PROBLEM DESCRIPTION: Narrow the data below down to the lines containing "FromRow".

STUDY MATERIAL:
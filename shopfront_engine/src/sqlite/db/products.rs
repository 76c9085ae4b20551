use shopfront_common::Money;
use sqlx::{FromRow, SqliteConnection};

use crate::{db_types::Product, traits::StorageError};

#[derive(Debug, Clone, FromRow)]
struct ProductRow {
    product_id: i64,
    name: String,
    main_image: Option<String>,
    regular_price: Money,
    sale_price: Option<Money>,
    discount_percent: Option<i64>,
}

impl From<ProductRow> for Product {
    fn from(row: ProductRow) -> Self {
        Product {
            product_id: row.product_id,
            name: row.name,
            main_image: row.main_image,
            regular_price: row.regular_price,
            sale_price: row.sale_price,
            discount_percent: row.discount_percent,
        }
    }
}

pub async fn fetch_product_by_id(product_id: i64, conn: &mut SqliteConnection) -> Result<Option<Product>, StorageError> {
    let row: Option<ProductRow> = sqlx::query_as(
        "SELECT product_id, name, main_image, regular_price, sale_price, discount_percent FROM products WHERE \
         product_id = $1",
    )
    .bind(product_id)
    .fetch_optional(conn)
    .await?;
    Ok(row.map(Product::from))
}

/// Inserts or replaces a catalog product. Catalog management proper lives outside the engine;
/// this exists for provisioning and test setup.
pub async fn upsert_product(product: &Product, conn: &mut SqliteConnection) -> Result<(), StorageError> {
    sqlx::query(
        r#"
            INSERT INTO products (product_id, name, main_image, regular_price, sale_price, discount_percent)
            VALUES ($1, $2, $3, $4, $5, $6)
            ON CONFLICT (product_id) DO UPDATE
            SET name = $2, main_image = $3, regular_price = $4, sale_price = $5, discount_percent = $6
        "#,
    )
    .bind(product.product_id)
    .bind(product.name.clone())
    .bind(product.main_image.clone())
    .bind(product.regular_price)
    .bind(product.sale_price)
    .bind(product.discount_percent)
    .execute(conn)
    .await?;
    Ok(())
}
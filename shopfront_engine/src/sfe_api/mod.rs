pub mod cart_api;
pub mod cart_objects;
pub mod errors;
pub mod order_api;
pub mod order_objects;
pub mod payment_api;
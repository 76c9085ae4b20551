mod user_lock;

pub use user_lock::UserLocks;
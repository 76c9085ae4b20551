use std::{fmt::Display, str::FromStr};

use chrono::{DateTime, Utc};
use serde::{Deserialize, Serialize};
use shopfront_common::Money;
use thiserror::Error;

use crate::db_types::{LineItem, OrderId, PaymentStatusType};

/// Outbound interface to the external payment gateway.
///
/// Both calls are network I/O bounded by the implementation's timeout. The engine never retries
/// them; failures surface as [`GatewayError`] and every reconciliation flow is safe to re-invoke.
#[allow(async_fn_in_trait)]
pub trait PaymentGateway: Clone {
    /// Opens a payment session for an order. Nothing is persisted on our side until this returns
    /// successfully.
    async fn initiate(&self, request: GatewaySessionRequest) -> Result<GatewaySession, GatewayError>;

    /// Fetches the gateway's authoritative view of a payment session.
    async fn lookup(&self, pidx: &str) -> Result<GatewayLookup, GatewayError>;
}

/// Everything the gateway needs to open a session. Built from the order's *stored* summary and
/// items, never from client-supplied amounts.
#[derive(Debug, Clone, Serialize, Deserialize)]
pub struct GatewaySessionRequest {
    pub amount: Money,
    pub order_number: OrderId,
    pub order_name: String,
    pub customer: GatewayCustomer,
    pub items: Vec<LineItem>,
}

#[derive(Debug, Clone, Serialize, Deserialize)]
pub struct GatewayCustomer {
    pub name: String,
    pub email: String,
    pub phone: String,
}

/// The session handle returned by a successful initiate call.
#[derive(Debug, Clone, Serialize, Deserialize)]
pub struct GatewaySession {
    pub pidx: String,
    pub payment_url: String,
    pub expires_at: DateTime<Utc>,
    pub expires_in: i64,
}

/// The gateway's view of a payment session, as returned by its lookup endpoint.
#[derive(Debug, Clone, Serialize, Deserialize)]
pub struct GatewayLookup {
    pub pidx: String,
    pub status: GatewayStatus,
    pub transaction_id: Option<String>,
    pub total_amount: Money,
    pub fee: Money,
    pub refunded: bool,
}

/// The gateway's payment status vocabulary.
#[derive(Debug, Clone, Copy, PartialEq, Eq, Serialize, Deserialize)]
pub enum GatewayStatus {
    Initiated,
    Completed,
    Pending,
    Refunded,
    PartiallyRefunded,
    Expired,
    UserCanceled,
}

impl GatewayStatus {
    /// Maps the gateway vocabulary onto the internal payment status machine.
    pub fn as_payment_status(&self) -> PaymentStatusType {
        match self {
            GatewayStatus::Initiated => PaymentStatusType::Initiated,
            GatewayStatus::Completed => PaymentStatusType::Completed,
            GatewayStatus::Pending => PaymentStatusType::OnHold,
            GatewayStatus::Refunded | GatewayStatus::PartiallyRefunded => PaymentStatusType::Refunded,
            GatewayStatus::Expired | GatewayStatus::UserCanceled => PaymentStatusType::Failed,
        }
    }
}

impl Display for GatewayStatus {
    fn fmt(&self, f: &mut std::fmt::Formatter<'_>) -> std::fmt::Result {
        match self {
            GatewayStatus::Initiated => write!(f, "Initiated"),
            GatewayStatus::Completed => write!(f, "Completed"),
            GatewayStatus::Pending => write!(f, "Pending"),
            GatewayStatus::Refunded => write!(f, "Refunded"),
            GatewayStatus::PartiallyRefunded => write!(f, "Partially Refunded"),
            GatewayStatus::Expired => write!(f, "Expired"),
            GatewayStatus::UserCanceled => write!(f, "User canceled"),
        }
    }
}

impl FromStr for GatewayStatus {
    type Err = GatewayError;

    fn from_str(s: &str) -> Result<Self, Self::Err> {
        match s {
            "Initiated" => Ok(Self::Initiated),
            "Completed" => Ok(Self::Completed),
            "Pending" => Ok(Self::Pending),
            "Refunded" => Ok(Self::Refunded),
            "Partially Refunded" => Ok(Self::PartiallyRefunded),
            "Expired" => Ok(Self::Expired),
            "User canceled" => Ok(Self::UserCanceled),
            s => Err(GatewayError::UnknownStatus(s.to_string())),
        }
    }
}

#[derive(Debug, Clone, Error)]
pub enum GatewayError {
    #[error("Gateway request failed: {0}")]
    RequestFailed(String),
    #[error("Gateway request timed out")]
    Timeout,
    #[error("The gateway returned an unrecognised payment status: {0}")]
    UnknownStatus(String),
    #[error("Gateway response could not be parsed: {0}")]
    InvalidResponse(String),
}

TASK SOLUTION:
use sqlx::{FromRow, SqliteConnection};
#[derive(Debug, Clone, FromRow)]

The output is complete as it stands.